Task - Within the data below, count the lines that include "PartialEq" and give only the count.

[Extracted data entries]

--- START ---

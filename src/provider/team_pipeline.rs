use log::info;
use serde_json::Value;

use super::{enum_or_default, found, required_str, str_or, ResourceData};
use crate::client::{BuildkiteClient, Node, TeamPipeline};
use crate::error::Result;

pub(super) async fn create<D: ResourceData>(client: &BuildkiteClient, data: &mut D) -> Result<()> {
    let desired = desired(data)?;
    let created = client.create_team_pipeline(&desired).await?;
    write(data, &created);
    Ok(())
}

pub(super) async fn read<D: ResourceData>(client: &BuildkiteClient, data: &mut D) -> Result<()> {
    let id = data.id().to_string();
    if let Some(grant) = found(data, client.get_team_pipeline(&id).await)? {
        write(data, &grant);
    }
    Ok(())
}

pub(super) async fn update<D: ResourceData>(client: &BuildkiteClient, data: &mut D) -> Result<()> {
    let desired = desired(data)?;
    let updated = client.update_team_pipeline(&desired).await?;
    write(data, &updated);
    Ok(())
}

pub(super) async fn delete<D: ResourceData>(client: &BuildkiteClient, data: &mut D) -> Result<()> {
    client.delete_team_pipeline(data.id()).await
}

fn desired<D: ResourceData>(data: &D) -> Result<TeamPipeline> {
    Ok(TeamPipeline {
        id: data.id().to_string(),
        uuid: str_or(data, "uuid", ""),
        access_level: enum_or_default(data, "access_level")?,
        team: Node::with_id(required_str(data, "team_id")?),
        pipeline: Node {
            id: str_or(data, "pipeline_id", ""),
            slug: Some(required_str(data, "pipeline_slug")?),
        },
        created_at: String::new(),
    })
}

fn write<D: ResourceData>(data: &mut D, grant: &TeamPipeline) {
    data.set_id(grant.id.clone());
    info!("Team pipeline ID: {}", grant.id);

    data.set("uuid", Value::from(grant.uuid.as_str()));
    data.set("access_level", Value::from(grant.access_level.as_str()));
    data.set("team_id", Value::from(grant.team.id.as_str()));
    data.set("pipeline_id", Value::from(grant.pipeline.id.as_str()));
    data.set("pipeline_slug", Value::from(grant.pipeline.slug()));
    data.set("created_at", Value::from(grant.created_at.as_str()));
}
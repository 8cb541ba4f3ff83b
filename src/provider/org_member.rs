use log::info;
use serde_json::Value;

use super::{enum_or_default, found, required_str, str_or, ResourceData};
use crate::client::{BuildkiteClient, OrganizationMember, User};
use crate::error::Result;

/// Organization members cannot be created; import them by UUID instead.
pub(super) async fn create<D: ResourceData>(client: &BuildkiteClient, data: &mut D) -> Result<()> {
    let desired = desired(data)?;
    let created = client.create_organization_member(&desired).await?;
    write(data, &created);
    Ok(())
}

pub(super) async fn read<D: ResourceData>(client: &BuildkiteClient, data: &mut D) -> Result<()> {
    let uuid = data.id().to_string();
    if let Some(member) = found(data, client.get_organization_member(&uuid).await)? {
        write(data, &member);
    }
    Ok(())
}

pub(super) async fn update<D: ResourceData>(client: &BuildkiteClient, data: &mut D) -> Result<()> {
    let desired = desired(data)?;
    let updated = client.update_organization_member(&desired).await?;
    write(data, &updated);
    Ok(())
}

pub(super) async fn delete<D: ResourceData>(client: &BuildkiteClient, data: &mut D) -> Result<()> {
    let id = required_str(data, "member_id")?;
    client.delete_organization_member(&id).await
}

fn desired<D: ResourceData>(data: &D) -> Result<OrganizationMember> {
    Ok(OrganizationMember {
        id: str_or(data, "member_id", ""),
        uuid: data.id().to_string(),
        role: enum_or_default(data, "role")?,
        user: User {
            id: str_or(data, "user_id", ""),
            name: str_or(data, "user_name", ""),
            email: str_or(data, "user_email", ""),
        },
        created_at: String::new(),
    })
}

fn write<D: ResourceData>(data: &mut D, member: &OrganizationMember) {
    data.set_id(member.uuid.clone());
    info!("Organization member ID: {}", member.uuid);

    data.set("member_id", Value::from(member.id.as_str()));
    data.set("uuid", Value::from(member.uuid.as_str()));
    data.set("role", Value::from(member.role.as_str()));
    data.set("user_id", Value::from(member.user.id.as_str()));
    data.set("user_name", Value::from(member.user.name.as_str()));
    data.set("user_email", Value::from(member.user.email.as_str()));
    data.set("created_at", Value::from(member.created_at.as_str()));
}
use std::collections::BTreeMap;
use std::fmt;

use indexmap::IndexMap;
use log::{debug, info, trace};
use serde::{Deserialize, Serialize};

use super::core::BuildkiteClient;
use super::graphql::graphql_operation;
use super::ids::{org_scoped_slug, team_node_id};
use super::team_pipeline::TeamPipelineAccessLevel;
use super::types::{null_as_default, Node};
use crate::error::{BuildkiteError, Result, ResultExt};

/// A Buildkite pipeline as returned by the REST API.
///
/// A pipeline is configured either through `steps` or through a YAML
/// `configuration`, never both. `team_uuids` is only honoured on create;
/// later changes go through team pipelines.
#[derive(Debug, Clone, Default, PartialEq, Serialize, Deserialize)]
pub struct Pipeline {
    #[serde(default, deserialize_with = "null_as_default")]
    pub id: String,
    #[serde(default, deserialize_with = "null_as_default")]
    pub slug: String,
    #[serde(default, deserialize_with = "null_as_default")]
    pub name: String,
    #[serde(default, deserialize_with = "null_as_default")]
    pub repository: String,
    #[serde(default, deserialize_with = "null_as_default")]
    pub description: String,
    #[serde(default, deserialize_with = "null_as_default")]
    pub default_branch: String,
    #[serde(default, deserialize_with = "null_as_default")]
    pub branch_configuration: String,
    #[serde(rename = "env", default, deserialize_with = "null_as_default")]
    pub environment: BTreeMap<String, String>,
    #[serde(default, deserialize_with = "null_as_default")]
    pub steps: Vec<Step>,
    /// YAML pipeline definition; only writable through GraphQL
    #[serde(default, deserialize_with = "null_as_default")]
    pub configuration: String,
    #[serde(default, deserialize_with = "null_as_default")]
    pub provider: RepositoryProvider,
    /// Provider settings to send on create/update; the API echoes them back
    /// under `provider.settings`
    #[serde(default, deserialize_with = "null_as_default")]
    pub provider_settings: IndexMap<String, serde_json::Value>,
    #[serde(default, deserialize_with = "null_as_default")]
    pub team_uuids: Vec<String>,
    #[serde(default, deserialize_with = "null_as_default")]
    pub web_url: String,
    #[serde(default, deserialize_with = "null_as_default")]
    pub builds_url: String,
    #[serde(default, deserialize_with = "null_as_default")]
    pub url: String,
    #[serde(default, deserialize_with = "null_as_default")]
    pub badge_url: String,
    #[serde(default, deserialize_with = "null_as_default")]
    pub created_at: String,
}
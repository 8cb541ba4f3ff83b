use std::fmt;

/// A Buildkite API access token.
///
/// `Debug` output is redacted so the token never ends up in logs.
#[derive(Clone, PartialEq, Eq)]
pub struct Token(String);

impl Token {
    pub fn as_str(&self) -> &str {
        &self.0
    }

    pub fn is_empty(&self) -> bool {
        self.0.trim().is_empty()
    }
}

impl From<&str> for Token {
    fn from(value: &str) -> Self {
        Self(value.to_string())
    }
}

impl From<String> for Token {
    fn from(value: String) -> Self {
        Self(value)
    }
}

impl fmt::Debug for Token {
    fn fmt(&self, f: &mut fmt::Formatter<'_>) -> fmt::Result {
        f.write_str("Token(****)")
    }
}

--- END ---

Worked solution - 2